In response to recent events and the continuing risks, the Global Tailings Review has released the Global Industry Standard on Tailings Management dubbed the “Standard.”
The plan entails developing a design for each stage of construction of the tailings facility, including but not limited to startup, partial raises and interim confi gurations, final raise, and all closure stages.
Also designing the closure phase in a manner that meets all the Requirements of the Standard with sufficient detail to demonstrate the feasibility of the closure scenario and to allow implementation of elements of the design during construction and operation as appropriate. The design should include progressive closure and reclamation during operations.
The aim is to achieve the ultimate goal of zero harm to people and the environment with zero tolerance for human fatality.
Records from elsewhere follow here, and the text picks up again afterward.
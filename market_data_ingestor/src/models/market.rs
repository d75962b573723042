//! Market-wide snapshot rows (ranked coins with their capitalisation).

use serde::Deserialize;

/// One entry of a ranked market snapshot.
#[derive(Debug, Clone, PartialEq, Deserialize)]
pub struct CoinMarketCap {
    /// Provider identifier, e.g. `"bitcoin"`.
    pub id: String,
    /// Ticker symbol, e.g. `"btc"`.
    #[serde(default)]
    pub symbol: String,
    /// Market capitalisation in the requested currency. Some providers
    /// report `null` for freshly listed coins.
    pub market_cap: Option<f64>,
}

impl CoinMarketCap {
    /// Market cap with a missing value counted as zero.
    pub fn cap_or_zero(&self) -> f64 {
        self.market_cap.unwrap_or(0.0)
    }
}
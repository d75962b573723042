//! Append-only, date-indexed price series stored as one CSV file per symbol.
//!
//! Layout: `<root>/<SYMBOL>.csv`, header
//! `Date,Open,High,Low,Close,Volume,Dividends,Stock Splits`, one row per period.
//! Committed rows are never rewritten; new rows are only ever appended.

use std::{
    fs::{self, OpenOptions},
    io::{self, Read, Seek, SeekFrom, Write},
    path::{Path, PathBuf},
};

use chrono::{DateTime, FixedOffset};
use market_data_ingestor::models::bar::PriceBar;

use crate::{
    store::{StoreError, StoreResult},
    tz::{format_bar_ts, parse_bar_ts},
};

/// Column names, in file order.
pub const HEADER: [&str; 8] = [
    "Date",
    "Open",
    "High",
    "Low",
    "Close",
    "Volume",
    "Dividends",
    "Stock Splits",
];

/// Per-symbol CSV datasets under a single root directory.
#[derive(Debug, Clone)]
pub struct DatasetStore {
    root: PathBuf,
}

impl DatasetStore {
    /// Store rooted at `root`. The directory is created on first append.
    pub fn new(root: impl Into<PathBuf>) -> Self {
        Self { root: root.into() }
    }

    /// Directory holding the datasets.
    pub fn root(&self) -> &Path {
        &self.root
    }

    /// `<root>/<SYMBOL>.csv`
    pub fn path_for(&self, symbol: &str) -> PathBuf {
        self.root.join(format!("{symbol}.csv"))
    }

    /// Reads every persisted row for `symbol`.
    ///
    /// A missing or zero-length file yields an empty vector. Anything that does
    /// not look like a dataset written by [`DatasetStore::append`] is reported
    /// as [`StoreError::Corrupt`].
    pub fn load(&self, symbol: &str) -> StoreResult<Vec<PriceBar>> {
        let path = self.path_for(symbol);
        let bytes = match fs::read(&path) {
            Ok(b) => b,
            Err(e) if e.kind() == io::ErrorKind::NotFound => return Ok(Vec::new()),
            Err(e) => return Err(StoreError::io(&path, e)),
        };
        if bytes.is_empty() {
            return Ok(Vec::new());
        }
        parse_dataset(&path, &bytes)
    }

    /// Timestamp of the most recent stored row, `None` when nothing is stored.
    pub fn last_timestamp(&self, symbol: &str) -> StoreResult<Option<DateTime<FixedOffset>>> {
        Ok(self.load(symbol)?.last().map(|bar| bar.timestamp))
    }

    /// Appends `rows` to the end of the dataset and returns how many were written.
    ///
    /// The header is written first when the file is new or empty. Rows are
    /// rendered up front and flushed with a single write so a failure cannot
    /// leave half a batch behind. Callers are responsible for ordering; the
    /// store does not reorder or deduplicate.
    pub fn append(&self, symbol: &str, rows: &[PriceBar]) -> StoreResult<usize> {
        if rows.is_empty() {
            return Ok(0);
        }
        fs::create_dir_all(&self.root).map_err(|e| StoreError::io(&self.root, e))?;

        let path = self.path_for(symbol);
        let mut file = OpenOptions::new()
            .create(true)
            .read(true)
            .append(true)
            .open(&path)
            .map_err(|e| StoreError::io(&path, e))?;
        let len = file.metadata().map_err(|e| StoreError::io(&path, e))?.len();
        let needs_header = len == 0;
        let needs_newline =
            len > 0 && !ends_with_newline(&mut file).map_err(|e| StoreError::io(&path, e))?;

        let mut buf = Vec::new();
        if needs_newline {
            buf.push(b'\n');
        }
        buf.extend(render_rows(rows, needs_header).map_err(|e| StoreError::io(&path, e))?);
        file.write_all(&buf)
            .and_then(|_| file.sync_data())
            .map_err(|e| StoreError::io(&path, e))?;

        tracing::debug!(symbol, rows = rows.len(), path = %path.display(), "appended rows");
        Ok(rows.len())
    }
}

fn ends_with_newline(file: &mut fs::File) -> io::Result<bool> {
    let mut last = [0u8; 1];
    file.seek(SeekFrom::End(-1))?;
    file.read_exact(&mut last)?;
    Ok(last[0] == b'\n')
}

fn render_rows(rows: &[PriceBar], header: bool) -> io::Result<Vec<u8>> {
    let mut w = csv::Writer::from_writer(Vec::new());
    if header {
        w.write_record(HEADER)?;
    }
    for bar in rows {
        w.write_record([
            format_bar_ts(&bar.timestamp),
            bar.open.to_string(),
            bar.high.to_string(),
            bar.low.to_string(),
            bar.close.to_string(),
            bar.volume.to_string(),
            bar.dividends.to_string(),
            bar.stock_splits.to_string(),
        ])?;
    }
    w.into_inner().map_err(|e| e.into_error())
}

fn parse_dataset(path: &Path, bytes: &[u8]) -> StoreResult<Vec<PriceBar>> {
    let mut reader = csv::ReaderBuilder::new()
        .has_headers(true)
        .from_reader(bytes);

    let headers = reader
        .headers()
        .map_err(|e| StoreError::corrupt(path, format!("unreadable header: {e}")))?;
    if !headers.iter().eq(HEADER) {
        return Err(StoreError::corrupt(
            path,
            format!("unexpected header {:?}", headers.iter().collect::<Vec<_>>()),
        ));
    }

    let mut out: Vec<PriceBar> = Vec::new();
    for (i, record) in reader.records().enumerate() {
        // header is line 1
        let line = i + 2;
        let record = record.map_err(|e| StoreError::corrupt(path, format!("line {line}: {e}")))?;
        let bar = parse_record(&record)
            .map_err(|reason| StoreError::corrupt(path, format!("line {line}: {reason}")))?;
        if let Some(prev) = out.last() {
            if bar.timestamp <= prev.timestamp {
                return Err(StoreError::corrupt(
                    path,
                    format!(
                        "line {line}: timestamp {} does not follow {}",
                        bar.timestamp, prev.timestamp
                    ),
                ));
            }
        }
        out.push(bar);
    }
    Ok(out)
}

fn parse_record(record: &csv::StringRecord) -> Result<PriceBar, String> {
    if record.len() != HEADER.len() {
        return Err(format!(
            "expected {} fields, found {}",
            HEADER.len(),
            record.len()
        ));
    }
    let num = |idx: usize| -> Result<f64, String> {
        let raw = record[idx].trim();
        raw.parse::<f64>()
            .map_err(|_| format!("{} is not a number: {raw:?}", HEADER[idx]))
    };
    Ok(PriceBar {
        timestamp: parse_bar_ts(&record[0]).map_err(|e| e.to_string())?,
        open: num(1)?,
        high: num(2)?,
        low: num(3)?,
        close: num(4)?,
        volume: num(5)?,
        dividends: num(6)?,
        stock_splits: num(7)?,
    })
}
It requires Operators to take responsibility and prioritise the safety of tailings facilities, through all phases of a facility’s lifecycle, including closure and postclosure. It also requires the disclosure of relevant information to support public accountability.
In response mining companies have turned to technology to help then navigate the required standards of tailing management. Remote sensing for example can play a critical role in the monitoring of tailings facilities and includes satellite, aerial, and groundbased platforms. Satellites can capture Interferometric Synthetic Aperture Radar for early detection of structural changes, and multispectral platforms can quantify surface water content for quickly calculating beach lengths that can be compared against Trigger Action Response Plans (TARPs).
Using collected data, advanced analytics (i.e., AI and machine learning) can be performed to generate key business insights, indicate TSF risk levels and provide recommendations for mitigating actions. The TSF management workforce can view intelligent and intuitive visualizations to enable effective and timely decision-making processes for dam maintenance. Recording corrective actions and updating models accordingly help to further minimize risks.
Overall, improving TSF management practices, organizational approaches and corporate governance are achievable goals for the ongoing success of a mining operation—and for the mining industry to meet its societal and regulatory responsibilities.